I contacted them asking how I could get these bits replaced and was told I needed to ship them in for ‘assessment’. I assume this means I need to spend the money to ship them the tool to later be turned down for warranty replacement. A reputable tool company would simply send out the replacement bit.
I did some looking around and noticed Wiha is owned by Apex Tool Group now so I doubt the quality and warranty are up to the same standard.
Its sad what is happening to the tool world with globalization taking a foothold and cheapening our beloved tools.
I’ll be buying another brand that stands behind their tools with a solid warranty (if one exists anymore)
Who told you that Wiha is owned by Apex Tool Group?
That does not seem to be true. Could you please verify this?
It was Xcelite I was looking into as a replacement for my Wiha precision screwdrivers, and Xcelite is owned by Apex Tool Group.
Xcelite is owned by Apex Tool Group, but I believe they’re still positioned as an industrial brand. But that said, I don’t own many Xcelite tools, so I can’t talk about the quality.
Apex Tool Group owns a number of commercial and industrial tool brands, the first 2 that come to mind being Cleco and Weller.
I’m not sure the affect being owned by Apex Tool Group has but it does make me question todays quality vs my past experience with these brands.
I know from experience two previous companies I worked for changed ownership resulting in major changes in direction and the final products changed for the worse.
I own a Weller solder station (about 15 years old) that has been bomb proof and have used Xcelite screw drivers (unknown purchase date) from a previous company I worked for that were excellent.
I don’t want to leave the impression simply being owned by any major company results in a poor product. I just bought 1/4 and 3/8 GearWrench socket sets with the 120 tooth (double 60 tooth) ratchets that seem fairly nice for the price I paid. If I’m not mistaken GearWrench is owned by Apex Tool Group. Its no Snap-on but I am impressed for the price.
I wish Wiha had a better warranty policy. I would stick with them if they did.
When its all said and done I need tools that are quality with a no nonsense warranty if something happens.
Vessel precision set No. TD-56. $12.86 to the door for a 6-piece set. Vessel makes as good or better a screwdriver as any company out there IMHO. Although the WIHA precisions have been my go to for years now and perform admirably…plus the way they are shaped allows them to slip into my work shirt pocket with ease.

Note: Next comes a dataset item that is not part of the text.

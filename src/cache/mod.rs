pub mod property_stats;

pub use property_stats::PropertyStatsCache;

Wiha is my go to for two reasons – first they are well made and do the job. Second, they have a huge range of profiles and sizes. I do a lot of work on old mac laptops and other electronics and having a single roll of about 30 wihas lets me do virtually everything I need to do.

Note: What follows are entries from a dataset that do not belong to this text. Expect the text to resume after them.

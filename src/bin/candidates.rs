use clap::{Parser, Subcommand};
use reldisco::db::Db;
use reldisco::evaluation::EvaluationOutcome;
use reldisco::{Config, RelationDiscoveryEngine};
use std::path::Path;
use anyhow::{Context, Result};

#[derive(Parser, Debug)]
#[command(name = "candidates")]
#[command(about = "Inspect and decide relation candidates")]
struct Args {
    #[command(subcommand)]
    command: Command,
}

#[derive(Subcommand, Debug)]
enum Command {
    /// List candidates, best match quality first
    List {
        /// Only candidates whose source or target type matches
        #[arg(short = 't', long)]
        entity_type: Option<String>,

        /// Only candidates with this status (new, undecided, accepted, rejected)
        #[arg(short, long)]
        status: Option<String>,
    },
    /// Show one candidate with its recent operations
    Show {
        relation_id: String,

        /// Number of audit entries to print
        #[arg(short, long, default_value_t = 10)]
        limit: usize,
    },
    /// Accept a candidate and materialise its edges
    Accept { relation_id: String },
    /// Reject a candidate and remove its edges
    Reject { relation_id: String },
    /// Lift a manual rejection
    Unreject { relation_id: String },
    /// Evaluate one candidate with the confidence oracle
    Evaluate {
        relation_id: String,

        /// Evaluate even if the skip policy says otherwise
        #[arg(short, long)]
        force: bool,
    },
    /// Reconcile graph edges with the candidate's decision
    Sync { relation_id: String },
    /// Prune candidates not seen by the last completed run
    Cleanup,
    /// Print the current heuristics version
    Version,
}

#[tokio::main]
async fn main() -> Result<()> {
    let args = Args::parse();

    let config = Config::load()?;
    env_logger::Builder::from_env(
        env_logger::Env::default()
            .filter_or("RUST_LOG", &config.reldisco.log_level)
    ).init();

    Db::new(config.db_path())
        .migrate(Path::new("migrations"))
        .await
        .context("Failed to migrate candidate database")?;
    let engine = RelationDiscoveryEngine::from_config(&config)?;
    let accept = config.evaluation.acceptance_threshold;
    let reject = config.evaluation.rejection_threshold;

    match args.command {
        Command::List { entity_type, status } => {
            let candidates = engine.candidates().await?;
            let shown: Vec<_> = candidates
                .iter()
                .filter(|c| {
                    entity_type.as_deref().map_or(true, |t| {
                        c.heuristic.entity_a_type == t || c.heuristic.entity_b_type == t
                    })
                })
                .filter(|c| {
                    status
                        .as_deref()
                        .map_or(true, |s| c.status(accept, reject).starts_with(s))
                })
                .collect();

            if shown.is_empty() {
                println!("No candidates found.");
                return Ok(());
            }

            println!("{:-<120}", "");
            println!(
                "{:<12} {:<45} {:>7} {:>8} {:>6} {:<20} {:<18}",
                "ID", "Relation", "Count", "Quality", "Conf", "Name", "Status"
            );
            println!("{:-<120}", "");
            for c in &shown {
                let h = &c.heuristic;
                let relation = format!(
                    "{}.{} -> {}.{}",
                    h.entity_a_type, h.entity_a_property, h.entity_b_type, h.entity_b_idkey_property
                );
                let confidence = c
                    .confidence()
                    .map(|v| format!("{:.2}", v))
                    .unwrap_or_else(|| "-".to_string());
                let name = if c.evaluation.is_some() { c.relation_name() } else { "-".to_string() };
                println!(
                    "{:<12} {:<45} {:>7} {:>8.2} {:>6} {:<20} {:<18}",
                    &c.relation_id[..12.min(c.relation_id.len())],
                    relation,
                    h.count,
                    h.deep_match_quality,
                    confidence,
                    name,
                    c.status(accept, reject)
                );
            }
            println!("{:-<120}", "");
            println!("{} of {} candidates", shown.len(), candidates.len());
        }
        Command::Show { relation_id, limit } => {
            let relation_id = resolve_id(&engine, &relation_id).await?;
            let candidate = engine
                .candidate(&relation_id)
                .await?
                .with_context(|| format!("Relation candidate not found: {}", relation_id))?;
            println!("{}", serde_json::to_string_pretty(&candidate)?);

            let operations = engine.operations(&relation_id, limit).await?;
            if !operations.is_empty() {
                println!("\nRecent operations:");
                for op in operations {
                    let outcome = if op.success {
                        "ok".to_string()
                    } else {
                        format!("failed: {}", op.error_message.unwrap_or_default())
                    };
                    println!("  {} {:<9} by {:<10} {}", op.timestamp, op.operation_type, op.actor, outcome);
                }
            }
        }
        Command::Accept { relation_id } => {
            let relation_id = resolve_id(&engine, &relation_id).await?;
            engine.accept(&relation_id).await?;
            println!("Accepted {}", relation_id);
        }
        Command::Reject { relation_id } => {
            let relation_id = resolve_id(&engine, &relation_id).await?;
            engine.reject(&relation_id).await?;
            println!("Rejected {}", relation_id);
        }
        Command::Unreject { relation_id } => {
            let relation_id = resolve_id(&engine, &relation_id).await?;
            engine.unreject(&relation_id).await?;
            println!("Un-rejected {}", relation_id);
        }
        Command::Evaluate { relation_id, force } => {
            let relation_id = resolve_id(&engine, &relation_id).await?;
            match engine.evaluate(&relation_id, force).await? {
                EvaluationOutcome::Skipped(reason) => println!("Skipped: {}", reason),
                EvaluationOutcome::Evaluated { confidence, accepted } => println!(
                    "Confidence {:.2} ({})",
                    confidence,
                    if accepted { "accepted" } else { "not accepted" }
                ),
                EvaluationOutcome::Failed(error) => println!("Evaluation failed: {}", error),
            }
        }
        Command::Sync { relation_id } => {
            let relation_id = resolve_id(&engine, &relation_id).await?;
            println!("{:?}", engine.sync(&relation_id).await?);
        }
        Command::Cleanup => {
            let summary = engine.cleanup().await?;
            println!("{}", serde_json::to_string_pretty(&summary)?);
        }
        Command::Version => match engine.get_heuristics_version().await? {
            Some(version) => println!("{}", version),
            None => println!("No heuristics run recorded"),
        },
    }

    Ok(())
}

/// Accept a unique id prefix, as printed by `list`.
async fn resolve_id(engine: &RelationDiscoveryEngine, prefix: &str) -> Result<String> {
    let matches: Vec<String> = engine
        .candidates()
        .await?
        .into_iter()
        .map(|c| c.relation_id)
        .filter(|id| id.starts_with(prefix))
        .collect();
    match matches.as_slice() {
        [id] => Ok(id.clone()),
        [] => anyhow::bail!("Relation candidate not found: {}", prefix),
        _ => anyhow::bail!("Ambiguous id prefix {} ({} candidates)", prefix, matches.len()),
    }
}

I have to put in a vote for Wiha – I’ve had a set of Wiha screws that are so old (>20 years, bought at Fry’s Electronics) that they say “Made in W Germany”.
I still use them all the time for work and play – obviously my favorites.

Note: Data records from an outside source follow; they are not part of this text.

use anyhow::{Context, Result};
use reldisco::db::{migrate, Db};
use reldisco::error::ReldiscoError;
use reldisco::{Config, RelationDiscoveryEngine};
use std::path::Path;
use std::sync::Arc;

#[tokio::main]
async fn main() -> Result<()> {
    let config = Config::load()?;
    env_logger::Builder::from_env(
        env_logger::Env::default()
            .filter_or("RUST_LOG", &config.reldisco.log_level)
    ).init();

    let args: Vec<String> = std::env::args().collect();
    let command = args.get(1).map(|s| s.as_str()).unwrap_or("verify");

    match command {
        "serve" => run_scheduler(config).await?,
        "verify" => run_schema_verification(&config).await?,
        other => anyhow::bail!("Unknown command: {} (expected verify or serve)", other),
    }

    Ok(())
}

/// Apply migrations to the candidate database and, when separate, the graph database.
async fn migrate_all(config: &Config) -> Result<()> {
    let migrations_dir = Path::new("migrations");
    Db::new(config.db_path())
        .migrate(migrations_dir)
        .await
        .context("Failed to migrate candidate database")?;
    if config.graph_db_path() != config.db_path() {
        Db::new(config.graph_db_path())
            .migrate(migrations_dir)
            .await
            .context("Failed to migrate graph database")?;
    }
    Ok(())
}

/// Run the periodic full-pass scheduler until Ctrl-C
async fn run_scheduler(config: Config) -> Result<()> {
    log::info!("Starting Reldisco scheduler v{}", env!("CARGO_PKG_VERSION"));
    if !config.scheduler.enabled {
        anyhow::bail!("scheduler.enabled is false in the configuration; enable it to run `serve`");
    }
    migrate_all(&config).await?;

    let engine = Arc::new(RelationDiscoveryEngine::from_config(&config)?);
    let interval = config.scheduler.interval();
    engine.start(interval).await?;

    tokio::signal::ctrl_c()
        .await
        .context("Failed to listen for Ctrl-C")?;
    log::info!("Shutdown requested");
    engine.stop().await;
    Ok(())
}

/// Run database schema verification
async fn run_schema_verification(config: &Config) -> Result<()> {
    log::info!("Starting Reldisco v{}", env!("CARGO_PKG_VERSION"));
    log::info!("Candidate database: {}", config.db_path().display());
    log::info!("Graph database: {}", config.graph_db_path().display());
    log::info!("Oracle provider: {}", config.oracle.provider);

    migrate_all(config).await?;
    log::info!("Database initialized successfully");

    verify_database_schema(&Db::new(config.db_path())).await?;
    if config.graph_db_path() != config.db_path() {
        verify_database_schema(&Db::new(config.graph_db_path())).await?;
    }

    let engine = RelationDiscoveryEngine::from_config(config)?;
    match engine.get_heuristics_version().await? {
        Some(version) => log::info!("Current heuristics version: {}", version),
        None => log::info!("No heuristics run recorded yet"),
    }

    Ok(())
}

/// Verify that all expected database objects exist
async fn verify_database_schema(db: &Db) -> Result<()> {
    db.with_connection(|conn| {
        let mut stmt = conn.prepare("SELECT name FROM sqlite_master WHERE type='table' ORDER BY name")?;
        let tables: Vec<String> = stmt.query_map([], |row| row.get::<_, String>(0))?
            .collect::<std::result::Result<Vec<_>, rusqlite::Error>>()?;

        let expected_tables = [
            "candidate_operations",
            "entities",
            "entities_fts",
            "entity_relations",
            "heuristic_observations",
            "heuristics_state",
            "relation_candidates",
            "relation_edge_owners",
            "schema_migrations",
        ];
        let missing: Vec<&str> = expected_tables
            .iter()
            .copied()
            .filter(|table| !tables.iter().any(|t| t == table))
            .collect();
        if !missing.is_empty() {
            for table in &missing {
                log::error!("Missing table: {}", table);
            }
            return Err(ReldiscoError::Config("Not all required tables exist".to_string()));
        }
        log::debug!("✓ {} tables present", expected_tables.len());

        let mut stmt = conn.prepare("SELECT name FROM sqlite_master WHERE type='trigger' ORDER BY name")?;
        let triggers: Vec<String> = stmt.query_map([], |row| row.get::<_, String>(0))?
            .collect::<std::result::Result<Vec<_>, rusqlite::Error>>()?;
        for trigger in ["entities_fts_insert", "entities_fts_delete", "entities_fts_update"] {
            if !triggers.iter().any(|t| t == trigger) {
                return Err(ReldiscoError::Config(format!("Missing trigger: {}", trigger)));
            }
        }
        log::debug!("✓ FTS5 triggers exist");

        let applied = migrate::get_applied_migrations(conn)?;
        log::debug!("✓ {} migrations applied", applied.len());

        let journal_mode: String = conn.query_row("PRAGMA journal_mode", [], |row| row.get(0))?;
        if journal_mode.to_uppercase() != "WAL" {
            return Err(ReldiscoError::Config(format!("Journal mode is not WAL: {}", journal_mode)));
        }

        let integrity: String = conn.query_row("PRAGMA integrity_check", [], |row| row.get(0))?;
        if integrity != "ok" {
            return Err(ReldiscoError::Config(format!("Database integrity check failed: {}", integrity)));
        }
        log::info!("✓ Database integrity: OK");

        Ok(())
    }).await?;

    log::info!("✓ Schema verification complete for {}", db.path().display());
    Ok(())
}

BTW, why are Wiha Tools USA and Bondhus Tools in the same small town of Monticello, MN?
Getting a full set of desktop drivers and a stand has been on my list for several years now. I have various drivers from all the players, but I can’t justify the cost when they are all the same color and no clear markings.
It’s hard enough to keep the workbench clean as it is. 50 wiha drivers that all look the same is waste of my time.
Anyone have a solution or recommendation?
PB Swiss color codes the allen keys, why hasn’t anyone done this for precision drivers?
I have this Paxcoo Precision Screwdriver Set of 8 – Magnetic Professional Repair Tool Kit – https://www.amazon.com/dp/B07DHJ6Y6K/ $13.99 and it is great. Precision tips and metal handles with rubber grips in a nice zipper pouch. Reviewed on Cool Tools – https://kk.org/cooltools/paxcoo-precision-screwdrivers/ .
About a year ago I picked up the “Pro” toolkit from iFixit and I’m impressed. If you’re not in the electronics world you probably haven’t heard of them but it’s a solid set and the build quality is excellent.
The main downside is that you can’t always reach the deeply-set screws but selection of bits is second to none, and it’s got a great magnet tip.